Write out each record a second time, exactly.

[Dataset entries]
=== Begin Enclosure ===

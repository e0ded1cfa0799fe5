//! CLI command implementations.

pub mod auth;
pub mod catalog;
pub mod checkout;
pub mod orders;
pub mod profile;
//! Type-safe wrappers for common values.
//!
//! # Modules
//!
//! - [`id`] - Newtype IDs (`ProductId`, `CategoryId`, `OrderId`, `UserId`)
//! - [`price`] - Decimal price with 2-decimal display rounding
//! - [`status`] - Order status lifecycle

pub mod id;
pub mod price;
pub mod status;

pub use id::{CategoryId, OrderId, ProductId, UserId};
pub use price::Price;
pub use status::OrderStatus;
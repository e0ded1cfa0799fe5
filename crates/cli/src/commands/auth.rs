//! Session commands: login, logout, register.

use std::io::{BufRead, Write};

use bee_commerce_client::Storefront;

/// Log in and persist the session.
pub async fn login(
    shop: &mut Storefront,
    username: &str,
    password: Option<String>,
) -> Result<(), Box<dyn std::error::Error>> {
    let password = resolve_password(password)?;
    let session = shop.login(username, &password).await?;

    let name = session
        .claims()
        .and_then(bee_commerce_client::Claims::display_name)
        .unwrap_or_else(|| username.to_string());
    println!("Logged in as {name}");
    Ok(())
}

/// Forget the stored session.
pub fn logout(shop: &mut Storefront) -> Result<(), Box<dyn std::error::Error>> {
    shop.logout()?;
    println!("Logged out");
    Ok(())
}

/// Create an account, then log in with it.
pub async fn register(
    shop: &mut Storefront,
    username: &str,
    email: &str,
    password: Option<String>,
) -> Result<(), Box<dyn std::error::Error>> {
    let password = resolve_password(password)?;
    shop.register(username, email, &password).await?;
    println!("Account created, logged in as {username}");
    Ok(())
}

/// Use the given password, or prompt for one on stdin.
fn resolve_password(password: Option<String>) -> Result<String, std::io::Error> {
    if let Some(password) = password {
        return Ok(password);
    }
    print!("Password: ");
    std::io::stdout().flush()?;
    let mut line = String::new();
    std::io::stdin().lock().read_line(&mut line)?;
    Ok(line.trim_end_matches(['\r', '\n']).to_string())
}
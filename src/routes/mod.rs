//! HTTP route handlers for the Pfadfinder API.
//!
//! - `auth`: admin password setup and login
//! - `health`: health checks, metrics and build info
//! - `indexing`: background indexing trigger and status
//! - `search`: directory name search over the indexed corpus
//! - `sources`: seed-site CRUD
//! - `stats`: corpus statistics

pub mod auth;
pub mod health;
pub mod indexing;
pub mod search;
pub mod sources;
pub mod stats;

=== End Enclosure ===

• _Exercise response_:
repository e0ded1cfa0799fe5
//! CLI command implementations.

pub mod auth;
pub mod catalog;
pub mod checkout;
pub mod orders;
pub mod profile;
//! Type-safe wrappers for common values.
//!
//! # Modules
//!
//! - [`id`] - Newtype IDs (`ProductId`, `CategoryId`, `OrderId`, `UserId`)
//! - [`price`] - Decimal price with 2-decimal display rounding
//! - [`status`] - Order status lifecycle

pub mod id;
pub mod price;
pub mod status;

pub use id::{CategoryId, OrderId, ProductId, UserId};
pub use price::Price;
pub use status::OrderStatus;
repository e0ded1cfa0799fe5
filename crates/cli/src/commands/auth.rs
//! Session commands: login, logout, register.

use std::io::{BufRead, Write};

use bee_commerce_client::Storefront;

/// Log in and persist the session.
pub async fn login(
    shop: &mut Storefront,
    username: &str,
    password: Option<String>,
) -> Result<(), Box<dyn std::error::Error>> {
    let password = resolve_password(password)?;
    let session = shop.login(username, &password).await?;

    let name = session
        .claims()
        .and_then(bee_commerce_client::Claims::display_name)
        .unwrap_or_else(|| username.to_string());
    println!("Logged in as {name}");
    Ok(())
}

/// Forget the stored session.
pub fn logout(shop: &mut Storefront) -> Result<(), Box<dyn std::error::Error>> {
    shop.logout()?;
    println!("Logged out");
    Ok(())
}

/// Create an account, then log in with it.
pub async fn register(
    shop: &mut Storefront,
    username: &str,
    email: &str,
    password: Option<String>,
) -> Result<(), Box<dyn std::error::Error>> {
    let password = resolve_password(password)?;
    shop.register(username, email, &password).await?;
    println!("Account created, logged in as {username}");
    Ok(())
}

/// Use the given password, or prompt for one on stdin.
fn resolve_password(password: Option<String>) -> Result<String, std::io::Error> {
    if let Some(password) = password {
        return Ok(password);
    }
    print!("Password: ");
    std::io::stdout().flush()?;
    let mut line = String::new();
    std::io::stdin().lock().read_line(&mut line)?;
    Ok(line.trim_end_matches(['\r', '\n']).to_string())
}
filename src/routes/mod.rs
//! HTTP route handlers for the Pfadfinder API.
//!
//! - `auth`: admin password setup and login
//! - `health`: health checks, metrics and build info
//! - `indexing`: background indexing trigger and status
//! - `search`: directory name search over the indexed corpus
//! - `sources`: seed-site CRUD
//! - `stats`: corpus statistics

pub mod auth;
pub mod health;
pub mod indexing;
pub mod search;
pub mod sources;
pub mod stats;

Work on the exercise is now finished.